Feita a tabela com os caracteres, os
significados e os nomes, estava criado o alfabeto. Agora, o hieróglifo egípcio
que representava “casa” e que era associado às consoantes PR, passou a ser o
caracter que representava apenas o som de “B” inicial da palavra beth, a qual passou,
por sua vez, a ser o nome da letra. Esse procedimento estendeu-se a todas as
palavras da relação, surgindo deste modo o alfabeto.
O novo sistema de escrita assim constituído,
além de escrever só consoantes, tomou-se uma forma de escrita puramente
fonética. Agora, para escrever, era preciso decompor as sílabas em seus
elementos consonantais e vocálicos, registrando com os novos caracteres apenas
os elementos consonantais. Um princípio acrofônico era a chave para decifrar e
escrever o alfabeto: bastava saber o nome das letras, reconhecer o som
consonantal e usar o caracter correspondente para escrever as consoantes que
iam sendo detectadas nas palavras a serem escritas.

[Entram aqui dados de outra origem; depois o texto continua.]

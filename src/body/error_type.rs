use core::error::Error as CoreError;
use core::fmt::Display;
use core::str::Utf8Error;
use http::StatusCode;

use crate::HttpError;

pub(crate) type BoxError = Box<dyn CoreError + Send + Sync + 'static>;

/// The body has been taken or frozen and cannot provide data anymore.
#[derive(Debug, thiserror::Error)]
#[error("Body was frozen, it may have been consumed by `take()`")]
pub struct BodyFrozen {
    _priv: (),
}

impl BodyFrozen {
    pub(crate) const fn new() -> Self {
        Self { _priv: () }
    }
}

/// Error type for body operations.
///
/// ```rust
/// use requests_kit::{Body, BodyError};
///
/// # async fn example() {
/// let mut body = Body::from_bytes("payload");
/// body.freeze();
/// match body.into_bytes().await {
///     Err(BodyError::BodyFrozen) => println!("body was already consumed"),
///     Err(e) => println!("other error: {e}"),
///     Ok(bytes) => println!("{} bytes", bytes.len()),
/// }
/// # }
/// ```
#[derive(Debug)]
#[non_exhaustive]
pub enum Error {
    /// An I/O error occurred while reading or writing body data.
    Io(std::io::Error),
    /// The body is not valid UTF-8.
    Utf8(Utf8Error),
    /// The body has been consumed and cannot provide data anymore.
    ///
    /// Distinct from an empty body: the data was taken with `take()` or
    /// dropped with `freeze()`.
    BodyFrozen,
    /// JSON serialization or deserialization failed.
    JsonError(serde_json::Error),
    /// Form data serialization failed.
    SerializeForm(serde_urlencoded::ser::Error),
    /// Form data deserialization failed.
    DeserializeForm(serde_urlencoded::de::Error),
    /// XML deserialization failed.
    #[cfg(feature = "xml")]
    XmlError(quick_xml::DeError),
    /// Errors raised by an underlying stream or `http_body::Body`.
    Other(BoxError),
}

macro_rules! impl_body_error {
    ($(($field:tt,$ty:ty $(,$feature:tt)?)),*) => {
        $(
            $(#[cfg(feature = $feature)])*
            impl From<$ty> for Error {
                fn from(error: $ty) -> Self {
                    Self::$field(error)
                }
            }
        )*

        impl Display for Error {
            fn fmt(&self, f: &mut core::fmt::Formatter<'_>) -> core::fmt::Result {
                match self {
                    $(
                        $(#[cfg(feature = $feature)])*
                        Self::$field(error) => error.fmt(f),
                    )*
                    Self::BodyFrozen => BodyFrozen::new().fmt(f),
                }
            }
        }
    };
}

impl_body_error![
    (Io, std::io::Error),
    (Utf8, Utf8Error),
    (Other, BoxError),
    (JsonError, serde_json::Error),
    (SerializeForm, serde_urlencoded::ser::Error),
    (DeserializeForm, serde_urlencoded::de::Error),
    (XmlError, quick_xml::DeError, "xml")
];

impl CoreError for Error {
    fn source(&self) -> Option<&(dyn CoreError + 'static)> {
        match self {
            Self::Io(error) => Some(error),
            Self::Utf8(error) => Some(error),
            Self::JsonError(error) => Some(error),
            Self::SerializeForm(error) => Some(error),
            Self::DeserializeForm(error) => Some(error),
            #[cfg(feature = "xml")]
            Self::XmlError(error) => Some(error),
            Self::Other(error) => Some(&**error),
            Self::BodyFrozen => None,
        }
    }
}

impl From<BodyFrozen> for Error {
    fn from(_error: BodyFrozen) -> Self {
        Self::BodyFrozen
    }
}

impl HttpError for Error {
    fn status(&self) -> StatusCode {
        match self {
            Self::Utf8(_) | Self::JsonError(_) | Self::DeserializeForm(_) => {
                StatusCode::UNPROCESSABLE_ENTITY
            }
            #[cfg(feature = "xml")]
            Self::XmlError(_) => StatusCode::UNPROCESSABLE_ENTITY,
            Self::SerializeForm(_) => StatusCode::BAD_REQUEST,
            Self::Io(_) | Self::BodyFrozen | Self::Other(_) => StatusCode::INTERNAL_SERVER_ERROR,
        }
    }
}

A idéia parecia boa demais e de fato iria
servir de modelo, muitos séculos depois, para que os lingüistas criassem os
alfabetos fonéticos e pudessem registrar e ler os sons de todas as línguas do
mundo, mesmo daqueles que nunca tinham sido escritas. Porém do ponto de vista
do uso, como veremos adiante, esse novo sistema encontrou um obstáculo
intransponível na variação dialetal da fala das pessoas. Teve então que sofrer
uma modificação básica, justamente no aspecto que parecia mais promissor, a representação
fonética dos sons da fala.
Formas derivadas da escrita fenícia foram
encontradas em muitas regiões do Mediterrâneo. Documentos provenientes da
Espanha (El Pendo), da França (Glozel), de Portugal (Alvão), da Itália e até da
Iugoslávia têm inscrições (não decifradas) em caracteres cuja forma gráfica
lembra de perto a escrita fenícia. Em outros lugares, como na Líbia, na
Mesopotâmia, na Turquia e na Grécia, a escrita fenícia foi adaptada às línguas
locais e passou a ter um amplo uso social.